▶ **The problem**
Whenever a line of the entries below holds the string "PeerConnector", copy that line and return it.

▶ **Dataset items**
= = =

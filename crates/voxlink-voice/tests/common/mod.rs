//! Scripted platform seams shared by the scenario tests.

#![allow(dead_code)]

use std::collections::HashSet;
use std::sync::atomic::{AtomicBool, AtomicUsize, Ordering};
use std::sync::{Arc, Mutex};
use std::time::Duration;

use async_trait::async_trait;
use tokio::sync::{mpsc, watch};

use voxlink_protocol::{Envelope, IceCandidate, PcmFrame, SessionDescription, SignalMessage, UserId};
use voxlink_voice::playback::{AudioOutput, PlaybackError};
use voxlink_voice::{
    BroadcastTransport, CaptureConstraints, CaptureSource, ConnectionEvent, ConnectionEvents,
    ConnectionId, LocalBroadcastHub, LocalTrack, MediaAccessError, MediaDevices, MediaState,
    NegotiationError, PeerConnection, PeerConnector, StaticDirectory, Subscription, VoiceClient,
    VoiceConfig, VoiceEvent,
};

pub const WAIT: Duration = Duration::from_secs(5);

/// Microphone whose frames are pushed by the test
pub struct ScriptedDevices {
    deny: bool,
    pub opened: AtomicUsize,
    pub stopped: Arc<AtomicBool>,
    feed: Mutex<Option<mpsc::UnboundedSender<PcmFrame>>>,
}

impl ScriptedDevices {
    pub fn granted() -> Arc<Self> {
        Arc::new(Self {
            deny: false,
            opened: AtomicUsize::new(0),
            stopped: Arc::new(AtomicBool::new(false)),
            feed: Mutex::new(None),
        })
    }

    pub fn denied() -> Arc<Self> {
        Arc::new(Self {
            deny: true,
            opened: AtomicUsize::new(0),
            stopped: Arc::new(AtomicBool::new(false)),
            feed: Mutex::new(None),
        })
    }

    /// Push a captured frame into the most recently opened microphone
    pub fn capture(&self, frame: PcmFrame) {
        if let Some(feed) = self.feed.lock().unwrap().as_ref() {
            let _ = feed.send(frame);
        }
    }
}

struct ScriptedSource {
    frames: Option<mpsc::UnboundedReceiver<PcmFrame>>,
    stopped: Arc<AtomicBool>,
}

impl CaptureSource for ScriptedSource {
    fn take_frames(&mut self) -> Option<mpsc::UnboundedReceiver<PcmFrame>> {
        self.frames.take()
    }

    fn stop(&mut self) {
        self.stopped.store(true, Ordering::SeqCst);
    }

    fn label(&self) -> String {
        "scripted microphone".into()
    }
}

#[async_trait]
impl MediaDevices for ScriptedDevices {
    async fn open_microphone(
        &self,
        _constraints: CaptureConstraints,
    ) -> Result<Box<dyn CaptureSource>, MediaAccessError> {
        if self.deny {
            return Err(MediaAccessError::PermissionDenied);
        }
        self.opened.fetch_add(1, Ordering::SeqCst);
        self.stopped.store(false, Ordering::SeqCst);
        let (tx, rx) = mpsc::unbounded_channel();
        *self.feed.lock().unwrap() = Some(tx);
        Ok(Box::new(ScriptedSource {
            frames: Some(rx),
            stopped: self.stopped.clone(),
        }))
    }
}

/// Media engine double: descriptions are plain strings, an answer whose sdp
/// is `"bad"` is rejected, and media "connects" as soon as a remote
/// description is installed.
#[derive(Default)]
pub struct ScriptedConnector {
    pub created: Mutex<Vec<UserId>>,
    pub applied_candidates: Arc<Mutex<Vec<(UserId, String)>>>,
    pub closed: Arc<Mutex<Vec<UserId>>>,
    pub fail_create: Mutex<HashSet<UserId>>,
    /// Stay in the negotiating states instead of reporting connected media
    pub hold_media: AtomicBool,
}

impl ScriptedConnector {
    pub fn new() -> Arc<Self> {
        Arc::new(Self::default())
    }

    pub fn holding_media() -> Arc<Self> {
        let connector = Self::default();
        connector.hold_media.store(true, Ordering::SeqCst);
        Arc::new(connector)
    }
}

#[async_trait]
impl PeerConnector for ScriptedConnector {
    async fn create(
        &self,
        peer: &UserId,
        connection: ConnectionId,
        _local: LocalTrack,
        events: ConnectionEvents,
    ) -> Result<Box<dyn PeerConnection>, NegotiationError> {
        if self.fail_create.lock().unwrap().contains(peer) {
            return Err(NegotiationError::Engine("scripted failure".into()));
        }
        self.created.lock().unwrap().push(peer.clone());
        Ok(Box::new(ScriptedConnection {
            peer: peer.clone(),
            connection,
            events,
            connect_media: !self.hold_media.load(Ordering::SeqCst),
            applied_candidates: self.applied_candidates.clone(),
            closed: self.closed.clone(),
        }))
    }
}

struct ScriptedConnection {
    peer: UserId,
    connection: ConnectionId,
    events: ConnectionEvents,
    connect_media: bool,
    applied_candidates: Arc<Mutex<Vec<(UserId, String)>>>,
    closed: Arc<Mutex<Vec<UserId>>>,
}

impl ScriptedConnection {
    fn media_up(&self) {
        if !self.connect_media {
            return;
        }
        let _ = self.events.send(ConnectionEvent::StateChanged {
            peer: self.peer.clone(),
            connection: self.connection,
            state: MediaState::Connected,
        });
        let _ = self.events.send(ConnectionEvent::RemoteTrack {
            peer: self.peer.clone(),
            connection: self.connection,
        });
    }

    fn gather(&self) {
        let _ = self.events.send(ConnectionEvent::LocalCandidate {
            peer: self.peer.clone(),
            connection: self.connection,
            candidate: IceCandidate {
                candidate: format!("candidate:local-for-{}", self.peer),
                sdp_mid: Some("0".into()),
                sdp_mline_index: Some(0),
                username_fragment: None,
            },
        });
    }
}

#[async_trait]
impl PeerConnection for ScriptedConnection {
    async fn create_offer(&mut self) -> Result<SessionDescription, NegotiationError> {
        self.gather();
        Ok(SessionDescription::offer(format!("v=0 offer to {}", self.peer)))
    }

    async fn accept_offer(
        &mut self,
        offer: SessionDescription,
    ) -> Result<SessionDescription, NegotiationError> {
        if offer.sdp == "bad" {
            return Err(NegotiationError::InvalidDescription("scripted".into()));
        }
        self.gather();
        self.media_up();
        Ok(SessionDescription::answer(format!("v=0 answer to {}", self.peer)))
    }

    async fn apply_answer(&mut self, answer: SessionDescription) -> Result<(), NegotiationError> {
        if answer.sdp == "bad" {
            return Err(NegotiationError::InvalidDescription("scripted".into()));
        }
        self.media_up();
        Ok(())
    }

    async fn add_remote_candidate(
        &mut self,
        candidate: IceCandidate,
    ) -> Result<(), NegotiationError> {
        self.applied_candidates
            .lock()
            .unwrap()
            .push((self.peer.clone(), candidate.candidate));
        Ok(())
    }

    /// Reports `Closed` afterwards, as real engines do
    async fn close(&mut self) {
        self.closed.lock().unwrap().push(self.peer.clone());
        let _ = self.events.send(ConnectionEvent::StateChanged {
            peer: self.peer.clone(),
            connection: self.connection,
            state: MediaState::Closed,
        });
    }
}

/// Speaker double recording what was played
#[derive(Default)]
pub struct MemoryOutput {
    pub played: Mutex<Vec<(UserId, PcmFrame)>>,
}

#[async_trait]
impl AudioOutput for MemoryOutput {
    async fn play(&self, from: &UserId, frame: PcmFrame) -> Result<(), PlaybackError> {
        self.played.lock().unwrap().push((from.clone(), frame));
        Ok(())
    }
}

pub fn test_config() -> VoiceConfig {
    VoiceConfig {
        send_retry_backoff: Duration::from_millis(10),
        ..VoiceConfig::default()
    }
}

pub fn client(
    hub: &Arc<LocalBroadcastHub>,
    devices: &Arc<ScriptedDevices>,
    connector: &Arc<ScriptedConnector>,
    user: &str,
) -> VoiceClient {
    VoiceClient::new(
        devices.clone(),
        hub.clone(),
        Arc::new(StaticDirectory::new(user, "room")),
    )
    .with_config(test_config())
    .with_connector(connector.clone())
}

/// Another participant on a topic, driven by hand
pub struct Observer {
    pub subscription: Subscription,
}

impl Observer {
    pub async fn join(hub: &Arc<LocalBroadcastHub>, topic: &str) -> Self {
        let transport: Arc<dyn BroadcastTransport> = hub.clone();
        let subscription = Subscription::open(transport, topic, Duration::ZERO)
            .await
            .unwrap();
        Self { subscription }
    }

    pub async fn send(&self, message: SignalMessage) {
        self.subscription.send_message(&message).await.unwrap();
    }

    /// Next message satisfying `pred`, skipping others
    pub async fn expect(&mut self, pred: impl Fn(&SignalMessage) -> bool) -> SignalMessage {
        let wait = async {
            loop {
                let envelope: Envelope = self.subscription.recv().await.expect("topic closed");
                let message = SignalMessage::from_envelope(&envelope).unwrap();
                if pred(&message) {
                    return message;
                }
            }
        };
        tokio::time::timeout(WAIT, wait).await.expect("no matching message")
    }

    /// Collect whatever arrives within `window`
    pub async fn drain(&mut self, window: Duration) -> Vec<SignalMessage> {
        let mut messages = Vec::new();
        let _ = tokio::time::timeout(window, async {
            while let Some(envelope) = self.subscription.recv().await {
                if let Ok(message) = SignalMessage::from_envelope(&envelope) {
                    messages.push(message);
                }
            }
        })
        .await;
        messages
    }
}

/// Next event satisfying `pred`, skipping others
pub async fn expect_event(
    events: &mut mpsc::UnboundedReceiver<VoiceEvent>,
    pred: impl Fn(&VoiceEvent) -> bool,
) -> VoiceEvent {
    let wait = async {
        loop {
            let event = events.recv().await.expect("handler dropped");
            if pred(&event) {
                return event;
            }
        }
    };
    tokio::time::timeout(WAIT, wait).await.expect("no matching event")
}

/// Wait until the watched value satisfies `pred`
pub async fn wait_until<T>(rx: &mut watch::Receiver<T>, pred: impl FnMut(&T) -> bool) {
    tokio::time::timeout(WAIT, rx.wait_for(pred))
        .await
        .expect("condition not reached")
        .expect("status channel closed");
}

= = =

▶ **Output**
    NegotiationError, PeerConnection, PeerConnector, StaticDirectory, Subscription, VoiceClient,
impl PeerConnector for ScriptedConnector {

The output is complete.